11 Ekim 2011 Salı

Dayan İsa, tarihe geçebilirsin

11 Ekim 2011 Salı
İsa kim?
Kim olacak? CHP Mersin milletvekili Sayın İsa Gök...

Kendisi “samimi” bir insandır, yarenlik eder gibi konuşur, dilinin ayarı ve mesafesi yoktur, aklına gelen ilk şeyi söyler, delikanlıdır, sözünün nereye gideceğini hesap etmez; her sözü ve davranışıyla Kurtlar Vadisi repliğini hatırlatır.


Hani, “Akıbetini düşünen kahraman olamaz” diyordu ya Polat Alemdar.

Sayın İsa Gök de öyledir. Akıbetini düşünmez. Gelecek endişesiyle ucuz hesaplar yapmaz.

Diyorum ya, samimidir...

Hem de hasbidir...

Mesela, “yeni bir anayasa yapılması tehlikesine” karşı, halkı, “mahalle mahalle, sokak sokak, taşlı sopalı direnişe” çağırmıştı. Diliyle kalbi arasında mesafe olmadığı için, samimi düşüncelerini aynen böyle dercetmişti.

Bir “samimiyet hamulesi” olarak İsa Gök, acı ama gerçek sözlerini, üyesi bulunduğu parlamentodan da esirgememişti.

Demişti ki, “Parlamento çoğunluğu, Fethullah Gülen çetesi mensubudur...”

Bu sözü sarfettiği için ağzına biber sürülmemişti, partisinden uyarı almamıştı, rakiplerin ağır hücumuna maruz kalmamıştı.

Bütün bu kayıtsızlık, elbette, samimi ve hasbi tavrın ödülüydü.

Ben de (kendimce) bu samimi tavrı ödüllendirmek için “İsa” diye başlık attım; herhangi bir istiskal ya da muaheze söz konusu değildir.

Madem samimiyetten girdik, samimi bir sorum var Sayın İsa Gök’e.

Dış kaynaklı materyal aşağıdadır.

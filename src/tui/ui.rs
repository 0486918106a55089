use ratatui::Frame;
use ratatui::layout::{Constraint, Direction, Layout, Rect};
use ratatui::style::{Color, Modifier, Style};
use ratatui::text::{Line, Span};
use ratatui::widgets::{Block, Borders, Paragraph};

use super::app::{App, LineKind, SignalStatus};

pub fn draw(frame: &mut Frame, app: &App) {
    let area = frame.area();

    // Main border, colored by signal state.
    let status = if app.reading { "Reading" } else { "Stopped" };
    let block = Block::default()
        .title(format!(
            " GPS Reader -- {} @ {} baud ",
            app.port_name, app.baud_rate
        ))
        .title_bottom(format!(" {status} "))
        .borders(Borders::ALL)
        .border_style(Style::default().fg(signal_color(app.signal)));
    let inner = block.inner(area);
    frame.render_widget(block, area);

    // Layout: signal row, position row, data log, help bar.
    let chunks = Layout::default()
        .direction(Direction::Vertical)
        .constraints([
            Constraint::Length(1), // signal status
            Constraint::Length(1), // last position
            Constraint::Min(0),    // data log
            Constraint::Length(1), // help bar
        ])
        .split(inner);

    frame.render_widget(Paragraph::new(render_signal(app)), chunks[0]);
    frame.render_widget(Paragraph::new(render_position(app)), chunks[1]);
    render_log(frame, app, chunks[2]);

    let help_chunks = Layout::default()
        .direction(Direction::Horizontal)
        .constraints([Constraint::Min(0), Constraint::Length(32)])
        .split(chunks[3]);
    frame.render_widget(Paragraph::new(render_help(app)), help_chunks[0]);
    frame.render_widget(Paragraph::new(render_stats(app)), help_chunks[1]);
}

fn signal_color(signal: SignalStatus) -> Color {
    match signal {
        SignalStatus::Waiting => Color::DarkGray,
        SignalStatus::Valid => Color::Green,
        SignalStatus::NoSignal => Color::Red,
    }
}

fn render_signal(app: &App) -> Line<'static> {
    let text = match app.signal {
        SignalStatus::Waiting => "GPS 신호 대기 중",
        SignalStatus::Valid => "GPS 신호 상태: 유효",
        SignalStatus::NoSignal => "GPS 신호 없음",
    };
    Line::from(Span::styled(
        format!(" {text}"),
        Style::default()
            .fg(signal_color(app.signal))
            .add_modifier(Modifier::BOLD),
    ))
}

fn render_position(app: &App) -> Line<'static> {
    let position = match app.last_position {
        Some((lat, lon)) => format!("{lat:.6}°, {lon:.6}°"),
        None => "---".to_string(),
    };
    Line::from(vec![
        Span::styled(" 위치: ", Style::default().fg(Color::White)),
        Span::styled(position, Style::default().fg(Color::Cyan)),
    ])
}

fn render_log(frame: &mut Frame, app: &App, area: Rect) {
    if app.log.is_empty() || area.height == 0 {
        return;
    }

    let visible = area.height as usize;
    let start = app.log.len().saturating_sub(visible);
    let lines: Vec<Line<'static>> = app.log[start..]
        .iter()
        .map(|line| {
            let color = match line.kind {
                LineKind::Fix => Color::White,
                LineKind::NoSignal => Color::Yellow,
                LineKind::Failure => Color::Red,
                LineKind::Info => Color::DarkGray,
            };
            Line::from(Span::styled(
                format!("  {}", line.text),
                Style::default().fg(color),
            ))
        })
        .collect();

    frame.render_widget(Paragraph::new(lines), area);
}

fn render_help(app: &App) -> Line<'static> {
    let help_text = if app.reading {
        "  s[T]op  [Q]uit"
    } else {
        "  [S]tart  [Q]uit"
    };
    Line::from(Span::styled(help_text, Style::default().fg(Color::DarkGray)))
}

fn render_stats(app: &App) -> Line<'static> {
    Line::from(Span::styled(
        format!("fixes {:>6}  errors {:>6} ", app.fix_count, app.failure_count),
        Style::default().fg(Color::DarkGray),
    ))
}
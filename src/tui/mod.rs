pub mod app;
pub mod message;
pub mod reader_task;
pub mod ui;
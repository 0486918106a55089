use log::{trace, warn};

/// Line terminator for NMEA-0183 sentences.
const NEWLINE: u8 = b'\n';

/// Longest partial sentence kept while waiting for a newline. NMEA-0183
/// sentences are at most 82 characters; anything this long is line noise.
pub const MAX_PENDING: usize = 4096;

/// Reassembles newline-terminated sentences from arbitrarily split chunks.
///
/// The buffer only ever holds the bytes after the last newline seen, i.e. at
/// most one partial sentence. Complete sentences are handed back from
/// [`feed`](Self::feed) in arrival order.
#[derive(Debug, Default)]
pub struct SentenceFramer {
    buf: Vec<u8>,
}

impl SentenceFramer {
    pub fn new() -> Self {
        Self {
            buf: Vec::with_capacity(256),
        }
    }

    /// Append a chunk and return every sentence it completes.
    ///
    /// Sentences are trimmed of surrounding whitespace (including `\r`);
    /// lines that are empty after trimming are dropped.
    pub fn feed(&mut self, chunk: &[u8]) -> Vec<String> {
        self.buf.extend_from_slice(chunk);

        let mut sentences = Vec::new();
        let mut consumed = 0;
        while let Some(pos) = self.buf[consumed..].iter().position(|&b| b == NEWLINE) {
            let line = String::from_utf8_lossy(&self.buf[consumed..consumed + pos]);
            let text = line.trim();
            if !text.is_empty() {
                trace!("framed: {text}");
                sentences.push(text.to_string());
            }
            consumed += pos + 1;
        }
        self.buf.drain(..consumed);

        if self.buf.len() > MAX_PENDING {
            warn!("no newline in {} bytes, discarding", self.buf.len());
            self.buf.clear();
        }
        sentences
    }

    /// Bytes received since the last newline.
    pub fn pending(&self) -> &[u8] {
        &self.buf
    }

    /// Drop any partial sentence.
    pub fn reset(&mut self) {
        self.buf.clear();
    }
}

Halkı “mahalle mahalle, sokak sokak taşlı sopalı direnişe” çağırdığında, refiki CHP’liler kendisini, “İsa Gök arkadaşımız direniş çağrısını, Mustafa Kemal Atatürk’ün ünlü Bursa Nutku’na dayandırmaktadır, suç işleme kastı yoktur” diye savunmuşlardı.

Hani, Mustafa Kemal’in, “Türk genci, devrimlerin ve Cumhuriyet’in sahibi ve bekçisidir. Bunları güçsüz düşürecek en küçük ya da en büyük bir kıpırtı ve bir davranış duydu mu, ‘bu ülkenin polisi vardır, jandarması vardır, ordusu vardır, adalet örgütü vardır’ demeyecektir. Elle, taşla, sopa ve silahla; nesi varsa onunla kendi yapıtını koruyacaktır” dediği varsayılıyor ya...

Merakımı mucip oldu:

Mustafa Kemal bu sözü ne zaman sarf etmiş? Yanında kim varmış? Bu söz nasıl, hangi araçlarla ve kimlerin tanıklığıyla kayıtlara geçmiş? Sayın İsa Gök bizi aydınlatır mı?

Devletin resmi haber ajansı Anadolu Ajansı’na yaptığı bir açıklama var ama içinde “taş”, “sopa”, “direniş” gibi sözcükler geçmiyor.

Sayın İsa Gök bize “taş” ve “sopa”yı nasıl elde ettiğini açıklasın.

Sonra da, niçin “yemin boykotu”ndan yüzgeri ettiğini gerekçelendirsin.

Dün bir beyanatını okudum, “İki oturum kaldı... Yemin etmezsem, milletvekilliğim düşecek. AK Parti’yi sevindirmemek için Meclis’e gidip yeminimi edeceğim” diyordu.

Ben de diyorum ki, büyük bir fırsatı kaçırıyorsun İsa...

Muarızlarını sevindirmemek için boykota son veriyorsun ama asıl Silivri’deki “arkadaşlarını” üzeceksin.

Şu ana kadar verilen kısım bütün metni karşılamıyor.